Douglas V. LePan was a professor of literature and the principal of University College at the University of Toronto. He was also a poet, novelist, and diplomat. He studied at the University of Toronto, Harvard University, and Oxford University. During the Second World War, he served at the Canadian High Commission in London and then in the Canadian army in Italy. Prior to his academic career, LePan held numerous posts in the Department of External Affairs from 1946 to 1959, and is one of few Canadians to receive the Governor General’s Literary Award in both poetry and fiction. His novel, The Deserter, based on his experiences during the Second World War, won in 1954 and his book of poetry, The Net and the Sword, won in 1953. Before working at the University of Toronto, he was professor of English at Queen’s University. In 1998, he was made an Officer of the Order of Canada. His numerous other awards include a Guggenheim Fellowship, the Lorne Pierce Medal of the Royal Society of Canada, and numerous honorary degrees. Later in life, LePan came out as a gay man.

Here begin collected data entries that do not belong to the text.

//! Chip-emulator-driven decoders: CMF, OPB, and VGM/VGZ.
//!
//! Per spec these formats are "chip-emulator driven, always stereo 44100";
//! reimplementing the OPL/YM chips bit-exactly is explicitly out of scope —
//! only the container parsing and the pull-based decoder contract matter
//! here. Each decoder turns its event/command stream into note-on/note-off
//! activity against a small additive voice bank, the same stand-in strategy
//! `sequencer::SequencerDecoder` uses for Standard MIDI Files.

use crate::error::{Error, Result as SynthResult};
use sonoplex_decode::{Decoder, IoStream, Whence};
use std::io::Read as _;

const OUTPUT_RATE: u32 = 44100;
const MAX_VOICES: usize = 9; // one per OPL2 melodic channel

#[derive(Debug, Clone, Copy, Default)]
struct Voice {
    hz: f32,
    phase: f32,
    active: bool,
}

impl Voice {
    fn render(&mut self) -> f32 {
        if !self.active || self.hz <= 0.0 {
            return 0.0;
        }
        self.phase += self.hz / OUTPUT_RATE as f32;
        self.phase -= self.phase.floor();
        (self.phase * std::f32::consts::TAU).sin() * 0.5
    }
}

fn mix_voices(voices: &mut [Voice; MAX_VOICES]) -> f32 {
    let active = voices.iter().filter(|v| v.active).count().max(1);
    let mut mix = 0.0f32;
    for v in voices.iter_mut() {
        mix += v.render();
    }
    mix / active as f32 * 0.5
}

fn read_vlq(data: &[u8], pos: &mut usize) -> u32 {
    let mut value = 0u32;
    loop {
        let Some(&byte) = data.get(*pos) else { break };
        *pos += 1;
        value = (value << 7) | u32::from(byte & 0x7F);
        if byte & 0x80 == 0 {
            break;
        }
    }
    value
}

fn read_all(mut stream: Box<dyn IoStream>) -> Vec<u8> {
    let mut all = Vec::new();
    let mut buf = [0u8; 8192];
    loop {
        let n = stream.read(&mut buf);
        if n == 0 {
            break;
        }
        all.extend_from_slice(&buf[..n]);
    }
    all
}

// ---------------------------------------------------------------------
// Shared CMF/OPB event track: delta-time VLQ + MIDI-shaped status byte,
// same skeleton as sequencer::parse_track but timed in ticks-per-second
// rather than ticks-per-quarter-note + tempo.
// ---------------------------------------------------------------------

#[derive(Debug, Clone, Copy)]
struct ScheduledEvent {
    tick: u64,
    note: u8,
    on: bool,
}

fn parse_event_track(data: &[u8]) -> Vec<ScheduledEvent> {
    let mut events = Vec::new();
    let mut pos = 0usize;
    let mut tick: u64 = 0;
    let mut running_status = 0u8;

    while pos < data.len() {
        let delta = read_vlq(data, &mut pos);
        tick += u64::from(delta);

        let Some(&byte) = data.get(pos) else { break };
        let status = if byte & 0x80 != 0 {
            pos += 1;
            running_status = byte;
            byte
        } else {
            running_status
        };

        match status & 0xF0 {
            0x80 => {
                let note = *data.get(pos).unwrap_or(&0);
                pos += 2;
                events.push(ScheduledEvent { tick, note, on: false });
            }
            0x90 => {
                let note = *data.get(pos).unwrap_or(&0);
                let velocity = *data.get(pos + 1).unwrap_or(&0);
                pos += 2;
                events.push(ScheduledEvent { tick, note, on: velocity != 0 });
            }
            0xA0 | 0xB0 | 0xE0 => pos += 2,
            0xC0 | 0xD0 => pos += 1,
            0xF0 => {
                if status == 0xFF {
                    pos += 1;
                    let len = read_vlq(data, &mut pos) as usize;
                    pos += len;
                } else {
                    let len = read_vlq(data, &mut pos) as usize;
                    pos += len;
                }
            }
            _ => pos += 1,
        }
    }

    events
}

fn midi_note_hz(note: u8) -> f32 {
    440.0 * 2f32.powf((f32::from(note) - 69.0) / 12.0)
}

/// Shared playback state for an event-track chip format (CMF/OPB): a
/// sorted `ScheduledEvent` list driven at `ticks_per_second` against the
/// `MAX_VOICES`-wide additive bank.
struct EventTrackPlayer {
    events: Vec<ScheduledEvent>,
    ticks_per_second: u32,
    next_event: usize,
    current_tick: u64,
    samples_until_next_tick: f64,
    voices: [Voice; MAX_VOICES],
}

impl EventTrackPlayer {
    fn new(events: Vec<ScheduledEvent>, ticks_per_second: u32) -> Self {
        Self {
            events,
            ticks_per_second: ticks_per_second.max(1),
            next_event: 0,
            current_tick: 0,
            samples_until_next_tick: 0.0,
            voices: [Voice::default(); MAX_VOICES],
        }
    }

    fn samples_per_tick(&self) -> f64 {
        f64::from(OUTPUT_RATE) / f64::from(self.ticks_per_second)
    }

    fn apply_event(&mut self, ev: ScheduledEvent) {
        if ev.on {
            if let Some(v) = self.voices.iter_mut().find(|v| !v.active) {
                v.active = true;
                v.hz = midi_note_hz(ev.note);
                v.phase = 0.0;
            }
        } else {
            for v in &mut self.voices {
                if v.active && (v.hz - midi_note_hz(ev.note)).abs() < 0.01 {
                    v.active = false;
                }
            }
        }
    }

    fn advance_one_sample(&mut self) -> f32 {
        if self.samples_until_next_tick <= 0.0 {
            while let Some(event) = self.events.get(self.next_event).copied() {
                if event.tick > self.current_tick {
                    break;
                }
                self.apply_event(event);
                self.next_event += 1;
            }
            self.current_tick += 1;
            self.samples_until_next_tick = self.samples_per_tick();
        }
        self.samples_until_next_tick -= 1.0;
        mix_voices(&mut self.voices)
    }

    fn rewind(&mut self) {
        self.next_event = 0;
        self.current_tick = 0;
        self.samples_until_next_tick = 0.0;
        self.voices = [Voice::default(); MAX_VOICES];
    }

    fn duration_micros(&self) -> u64 {
        let Some(last) = self.events.last() else {
            return 0;
        };
        (last.tick as f64 / f64::from(self.ticks_per_second) * 1_000_000.0) as u64
    }

    fn finished(&self) -> bool {
        self.next_event >= self.events.len()
    }
}

fn decode_stereo(player: &mut EventTrackPlayer, dst: &mut [f32], call_again: &mut bool) -> usize {
    let frames = dst.len() / 2;
    for frame in 0..frames {
        let sample = player.advance_one_sample();
        dst[frame * 2] = sample;
        dst[frame * 2 + 1] = sample;
    }
    *call_again = !player.finished();
    frames * 2
}

// ---------------------------------------------------------------------
// CMF (Creative Music File)
// ---------------------------------------------------------------------

/// Decoder for Creative Music Format files (`CTMF` magic): a CMF header
/// gives ticks-per-second directly (no separate tempo meta-event), and the
/// event track uses the same delta-time + status-byte shape as Standard
/// MIDI File tracks.
pub struct CmfDecoder {
    player: Option<EventTrackPlayer>,
    open: bool,
}

impl Default for CmfDecoder {
    fn default() -> Self {
        Self { player: None, open: false }
    }
}

impl CmfDecoder {
    #[must_use]
    pub fn new() -> Self {
        Self::default()
    }

    #[must_use]
    pub fn sniff(stream: &mut dyn IoStream) -> bool {
        let p0 = stream.tell();
        let mut magic = [0u8; 4];
        let n = stream.read(&mut magic);
        stream.seek(p0, Whence::Set);
        n == 4 && &magic == b"CTMF"
    }

    fn parse(data: &[u8]) -> SynthResult<EventTrackPlayer> {
        if data.len() < 20 || &data[0..4] != b"CTMF" {
            return Err(Error::sequence("not a Creative Music File"));
        }
        let music_offset = u16::from_le_bytes([data[6], data[7]]) as usize;
        let ticks_per_second = u16::from_le_bytes([data[10], data[11]]).max(1) as u32;
        let track = data.get(music_offset..).unwrap_or(&[]);
        let events = parse_event_track(track);
        Ok(EventTrackPlayer::new(events, ticks_per_second))
    }
}

impl Decoder for CmfDecoder {
    fn open(&mut self, stream: Box<dyn IoStream>) -> sonoplex_decode::Result<()> {
        let data = read_all(stream);
        let player =
            Self::parse(&data).map_err(|e| sonoplex_decode::Error::format(e.to_string()))?;
        self.player = Some(player);
        self.open = true;
        Ok(())
    }

    fn decode(&mut self, dst: &mut [f32], call_again: &mut bool, _device_channels: u8) -> usize {
        *call_again = false;
        let Some(player) = self.player.as_mut() else { return 0 };
        decode_stereo(player, dst, call_again)
    }

    fn rewind(&mut self) -> bool {
        if let Some(player) = self.player.as_mut() {
            player.rewind();
            true
        } else {
            false
        }
    }

    fn seek_to_time(&mut self, micros: u64) -> bool {
        self.rewind();
        let target_samples = micros * u64::from(OUTPUT_RATE) / 1_000_000;
        let mut sink = [0.0f32; 2];
        let mut produced = 0u64;
        while produced < target_samples {
            let mut call_again = false;
            if self.decode(&mut sink, &mut call_again, 2) == 0 {
                break;
            }
            produced += 1;
        }
        true
    }

    fn duration(&self) -> u64 {
        self.player.as_ref().map_or(0, EventTrackPlayer::duration_micros)
    }

    fn channels(&self) -> u8 {
        2
    }

    fn rate(&self) -> u32 {
        OUTPUT_RATE
    }

    fn name(&self) -> &str {
        "cmf"
    }

    fn is_open(&self) -> bool {
        self.open
    }
}

// ---------------------------------------------------------------------
// OPB (OPL bytecode)
// ---------------------------------------------------------------------

/// Decoder for `OPBi`-tagged OPL bytecode streams. The container shape
/// mirrors CMF closely enough (fixed header + delta-time event track) that
/// it reuses [`EventTrackPlayer`]; a dedicated chip emulator is intentionally
/// out of scope.
pub struct OpbDecoder {
    player: Option<EventTrackPlayer>,
    open: bool,
}

impl Default for OpbDecoder {
    fn default() -> Self {
        Self { player: None, open: false }
    }
}

impl OpbDecoder {
    #[must_use]
    pub fn new() -> Self {
        Self::default()
    }

    #[must_use]
    pub fn sniff(stream: &mut dyn IoStream) -> bool {
        let p0 = stream.tell();
        let mut magic = [0u8; 4];
        let n = stream.read(&mut magic);
        stream.seek(p0, Whence::Set);
        n == 4 && &magic == b"OPBi"
    }

    fn parse(data: &[u8]) -> SynthResult<EventTrackPlayer> {
        if data.len() < 12 || &data[0..4] != b"OPBi" {
            return Err(Error::sequence("not an OPB stream"));
        }
        // 4-byte magic, 1-byte version, 4-byte LE event-track byte length,
        // then the event track itself. Ticks run at a fixed 1000 Hz clock.
        let track_len = u32::from_le_bytes([data[5], data[6], data[7], data[8]]) as usize;
        let start = 9usize;
        let end = (start + track_len).min(data.len());
        let events = parse_event_track(data.get(start..end).unwrap_or(&[]));
        Ok(EventTrackPlayer::new(events, 1000))
    }
}

impl Decoder for OpbDecoder {
    fn open(&mut self, stream: Box<dyn IoStream>) -> sonoplex_decode::Result<()> {
        let data = read_all(stream);
        let player =
            Self::parse(&data).map_err(|e| sonoplex_decode::Error::format(e.to_string()))?;
        self.player = Some(player);
        self.open = true;
        Ok(())
    }

    fn decode(&mut self, dst: &mut [f32], call_again: &mut bool, _device_channels: u8) -> usize {
        *call_again = false;
        let Some(player) = self.player.as_mut() else { return 0 };
        decode_stereo(player, dst, call_again)
    }

    fn rewind(&mut self) -> bool {
        if let Some(player) = self.player.as_mut() {
            player.rewind();
            true
        } else {
            false
        }
    }

    fn seek_to_time(&mut self, micros: u64) -> bool {
        self.rewind();
        let target_samples = micros * u64::from(OUTPUT_RATE) / 1_000_000;
        let mut sink = [0.0f32; 2];
        let mut produced = 0u64;
        while produced < target_samples {
            let mut call_again = false;
            if self.decode(&mut sink, &mut call_again, 2) == 0 {
                break;
            }
            produced += 1;
        }
        true
    }

    fn duration(&self) -> u64 {
        self.player.as_ref().map_or(0, EventTrackPlayer::duration_micros)
    }

    fn channels(&self) -> u8 {
        2
    }

    fn rate(&self) -> u32 {
        OUTPUT_RATE
    }

    fn name(&self) -> &str {
        "opb"
    }

    fn is_open(&self) -> bool {
        self.open
    }
}

// ---------------------------------------------------------------------
// VGM / VGZ
// ---------------------------------------------------------------------

const VGM_WAIT_60TH: u32 = 735;
const VGM_WAIT_50TH: u32 = 882;

/// One (wait, register-write-seen) step extracted from a VGM command
/// stream. The tone is derived from the most recent chip register write
/// rather than a real OPL/YM emulation — see module docs.
#[derive(Debug, Clone, Copy)]
struct VgmStep {
    wait_samples: u32,
    reg_hash: u32,
}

In his lecture, LePan argued that the erosion of the moral bases of authority undermines responsibility and discredits those in positions of authority, robbing government of its effectiveness and authenticity. LePan described how the fast pace of modern change resulted in authorities resorting to numerical analyses and predictions based on data to inform their decisions, reducing human problems to statistical terms No models, he argued, could ever duplicate the fullness of human life. The reliance on data had created suspicion of those in power among ordinary citizens who perceived that the process of analyzing modern problems compromised their humanity by reducing them to series of numbers. From there, LePan turned to address the increasing spirit of revolt among the youth of the day: in the mid-1960s, he perceived, youth had gained a kind of cultural currency, and so had revolt. This revolt was not to substitute one social order for another, but rather a revolt against all forms of organized society. LePan ended by considered what was required of both the ruled and the rulers. The ruled, he suggested, needed to avoiding asking for too much from their government – by this, he didn’t mean an end to the provision of social security benefits or welfare, but rather that citizens needed to recognize the point at which the state or government could no longer intervene to improve human life meaningfully. The rulers, he thought, needed to see their task as creating a human environment that would allow all to reach their potential. This would require and support “an image of man, the critic and master of nature, and yet its finest testimony, with each of his organs bound oracularly to the cosmos as they appear in the old almanacs.”

Read or listen to LePan’s lecture below.

Douglas LePan delivers his Dunning Trust lecture.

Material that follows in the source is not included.